Galway city had a second blow this week in an Tulach, i gcroílár na Gaeltachta arís. Dúradh le 20 fostaithe go raibh deireach lena gcuid oibre. Some 20 employees were let go in Planet Payment which is now known as Fintrax. That is on top of another loss the previous year. There is a trend here and a lack of analysis from the Government regarding the impact of Covid-19 on a local, rural and regional basis. There is a glaring absence here and the regional assembly, for example, which is not an extremely radical organisation, produced a report a few months ago to show that the north west, the west and the north had been disproportionately affected by Covid-19.

When we talk about spending Monopoly money, that is, billions of euro, we must do it in a way that is sustainable and that justifies that level of borrowing. We are building a future that is sustainable and taking seriously the climate emergency we declared following so many initiatives from Kyoto onwards and from the sustainable goals. If we do not do that, it makes a mockery of all the suffering and the mantra that we were all in it together.

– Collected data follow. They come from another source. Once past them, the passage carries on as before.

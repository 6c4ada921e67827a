//! Which source the digest processed last, and which one comes next.

use chrono::{DateTime, FixedOffset};
use serde::{Deserialize, Serialize};

/// Persisted rotation record.
///
/// `last_index` is `-1` before the first successful run. The record only
/// moves forward when a run publishes at least one article, so a run that
/// finds nothing retries the same source next time.
#[derive(Debug, Clone, PartialEq, Eq, Deserialize, Serialize)]
pub struct RotationState {
    pub last_index: i64,
    #[serde(default)]
    pub last_run: Option<DateTime<FixedOffset>>,
}

impl Default for RotationState {
    fn default() -> Self {
        Self {
            last_index: -1,
            last_run: None,
        }
    }
}

impl RotationState {
    /// Index of the source to process now: `(last_index + 1) mod len`.
    ///
    /// Uses Euclidean modulo so a hand-edited or stale index still lands in
    /// range after the source list shrinks.
    pub fn next_index(&self, len: usize) -> usize {
        if len == 0 {
            return 0;
        }
        (self.last_index.saturating_add(1)).rem_euclid(len as i64) as usize
    }

    /// Record to persist once `index` has been published at `now`.
    pub fn advance(index: usize, now: DateTime<FixedOffset>) -> Self {
        Self {
            last_index: index as i64,
            last_run: Some(now),
        }
    }
}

I mentioned Galway twice already. I will mention it a third and fourth time because of travel agents and the effect on people in the live events sector, which has been mentioned many times by colleagues here. In terms of the travel agents, again, this issue has been raised often and we have had no response. I understand the aviation sector is in serious trouble but surely a package can be thought up. For example, if we look at Galway, I will mention a travel agency because it is the last existing travel agency there. Fahy Travel has given a fantastic service to everyone in Galway like the other travel agencies that did not last. This one lasted, and when it had no money the staff stayed and worked for very little. Some staff got the pandemic unemployment payment, PUP, and other staff stayed on to give back money to the people who had booked holidays, and so forth. They did that in the spirit of "We are all in this together". All they are asking for is recognition that they are in trouble through no fault of their own and that the Government respond and give targeted responses to the people who are in trouble.

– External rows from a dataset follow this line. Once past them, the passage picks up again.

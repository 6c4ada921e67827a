//! Attach a summary to every selected article.
//!
//! The summarizer is best-effort. When it fails for any reason the article
//! gets a truncation of its own text instead, stored in the same field, and
//! the reason is kept in [`SummaryOutcome`] for diagnostics.

use crate::api::{Summarize, SummarizeError};
use crate::models::{CandidateArticle, FinalizedArticle};
use crate::utils::{truncate_chars, truncate_for_log};
use futures::stream::{self, StreamExt};
use tracing::{info, instrument, warn};

/// Bound on the text submitted to the summarizer, in characters.
pub const INPUT_CHARS: usize = 1000;

/// Characters kept by the truncation fallback.
pub const FALLBACK_CHARS: usize = 200;

/// Marker appended to fallback summaries.
pub const ELLIPSIS: &str = "...";

/// Summary text plus how it was obtained.
#[derive(Debug, Clone, PartialEq)]
pub enum SummaryOutcome {
    Generated(String),
    Fallback { text: String, reason: SummarizeError },
}

impl SummaryOutcome {
    #[cfg(test)]
    pub fn text(&self) -> &str {
        match self {
            SummaryOutcome::Generated(text) | SummaryOutcome::Fallback { text, .. } => text.as_str(),
        }
    }

    pub fn into_text(self) -> String {
        match self {
            SummaryOutcome::Generated(text) | SummaryOutcome::Fallback { text, .. } => text,
        }
    }

    pub fn is_degraded(&self) -> bool {
        matches!(self, SummaryOutcome::Fallback { .. })
    }
}

/// Text submitted for an article: `"{title}. {description}"`, bounded.
pub fn summary_input(article: &CandidateArticle) -> String {
    let full = format!("{}. {}", article.title, article.summary_raw);
    truncate_chars(&full, INPUT_CHARS).to_string()
}

/// Deterministic stand-in summary.
pub fn fallback_summary(input: &str) -> String {
    format!("{}{ELLIPSIS}", truncate_chars(input, FALLBACK_CHARS))
}

/// Summarize one article, falling back on failure.
pub async fn summarize_article<S: Summarize>(
    summarizer: &S,
    article: &CandidateArticle,
) -> SummaryOutcome {
    let input = summary_input(article);
    match summarizer.summarize(&input).await {
        Ok(summary) => SummaryOutcome::Generated(summary),
        Err(reason) => SummaryOutcome::Fallback {
            text: fallback_summary(&input),
            reason,
        },
    }
}

/// Finalized articles, in input order, and how many fell back.
#[derive(Debug, Clone, PartialEq)]
pub struct Attached {
    pub articles: Vec<FinalizedArticle>,
    pub degraded: usize,
}

/// Summarize each article, one at a time.
#[instrument(level = "info", skip_all, fields(count = articles.len()))]
pub async fn attach_summaries<S: Summarize>(
    summarizer: &S,
    articles: Vec<CandidateArticle>,
) -> Attached {
    let outcomes: Vec<(CandidateArticle, SummaryOutcome)> = stream::iter(articles)
        .then(|article| async move {
            let outcome = summarize_article(summarizer, &article).await;
            match &outcome {
                SummaryOutcome::Generated(_) => {
                    info!(title = %truncate_for_log(&article.title, 50), "Summarized article")
                }
                SummaryOutcome::Fallback { reason, .. } => warn!(
                    title = %truncate_for_log(&article.title, 50),
                    reason = %reason,
                    "Using truncated text as summary"
                ),
            }
            (article, outcome)
        })
        .collect()
        .await;

    let degraded = outcomes.iter().filter(|(_, o)| o.is_degraded()).count();
    let articles = outcomes
        .into_iter()
        .map(|(article, outcome)| FinalizedArticle::from_candidate(article, outcome.into_text()))
        .collect();

    Attached { articles, degraded }
}

#[cfg(test)]
mod tests {
    use super::*;
    use std::sync::Mutex;

    struct AlwaysFails;

    impl Summarize for AlwaysFails {
        async fn summarize(&self, _text: &str) -> Result<String, SummarizeError> {
            Err(SummarizeError::Status(503))
        }
    }

    /// Echoes a prefix and records what it was asked.
    #[derive(Default)]
    struct Recording {
        seen: Mutex<Vec<String>>,
    }

    impl Summarize for Recording {
        async fn summarize(&self, text: &str) -> Result<String, SummarizeError> {
            self.seen.lock().unwrap().push(text.to_string());
            Ok(format!("summary of {}", truncate_chars(text, 10)))
        }
    }

    fn candidate(title: &str, body: &str) -> CandidateArticle {
        CandidateArticle {
            title: title.to_string(),
            link: "https://example.com/a".to_string(),
            summary_raw: body.to_string(),
            published_display: "unknown".to_string(),
        }
    }

    #[test]
    fn test_summary_input_is_bounded() {
        let article = candidate("Title", &"x".repeat(2000));
        let input = summary_input(&article);

        assert!(input.starts_with("Title. xxx"));
        assert_eq!(input.chars().count(), INPUT_CHARS);
    }

    #[test]
    fn test_fallback_summary_shape() {
        assert_eq!(fallback_summary("short"), "short...");
        let long = "é".repeat(500);
        let fallback = fallback_summary(&long);
        assert_eq!(fallback, format!("{}...", "é".repeat(FALLBACK_CHARS)));
    }

    #[tokio::test]
    async fn test_failing_summarizer_falls_back_for_every_article() {
        let articles = vec![
            candidate("First", &"lorem ipsum ".repeat(40)),
            candidate("Second", "tiny"),
        ];
        let attached = attach_summaries(&AlwaysFails, articles.clone()).await;

        assert_eq!(attached.degraded, 2);
        for (finalized, original) in attached.articles.iter().zip(&articles) {
            let input = format!("{}. {}", original.title, original.summary_raw);
            let expected = format!("{}...", input.chars().take(200).collect::<String>());
            assert_eq!(finalized.summary, expected);
        }
        assert_eq!(attached.articles[1].summary, "Second. tiny...");
    }

    #[tokio::test]
    async fn test_generated_summary_used_verbatim_in_order() {
        let summarizer = Recording::default();
        let attached = attach_summaries(
            &summarizer,
            vec![candidate("One", "body one"), candidate("Two", "body two")],
        )
        .await;

        assert_eq!(attached.degraded, 0);
        assert_eq!(attached.articles[0].summary, "summary of One. body ");
        assert_eq!(attached.articles[1].summary, "summary of Two. body ");
        assert_eq!(
            *summarizer.seen.lock().unwrap(),
            vec!["One. body one".to_string(), "Two. body two".to_string()]
        );
    }

    #[tokio::test]
    async fn test_outcome_keeps_reason() {
        let outcome = summarize_article(&AlwaysFails, &candidate("T", "b")).await;
        assert!(outcome.is_degraded());
        assert_eq!(outcome.text(), "T. b...");
        assert!(matches!(
            outcome,
            SummaryOutcome::Fallback { reason: SummarizeError::Status(503), .. }
        ));
    }
}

I will finish on a personal note in order to bring this home. We talk about the need for transformative action. On Monday, I sat in my office, as many Deputies do. I will not go into too many details but a woman sat in my office and I did not know what to say. After my fifth year as a Deputy, I am still listening to stories about the absence of proper hours for carers. I am trying to avoid identifying the people but her husband suffers from Alzheimer's disease and senility at a very young age. That family is struggling gallantly with the minimum of hours for which they are supposed to be grateful rather than having it as a right. There is absolutely no respite care. They have struggled through Covid-19. That person should not have to be in my office. We should have a statutory entitlement to home care as a right.

That family is saving the State a fortune. The difficulty is that the family will go under, I imagine, before the person who has the diagnosis of dementia, such is the strain without help.

I ask the Minister of State to work with us. I would be on his side on climate change and public housing, if he made the language mean something. However, when I hear the term "public housing" it is never that; it is always a mixture with the developers. I ask him to work with us and let us have true transformative action.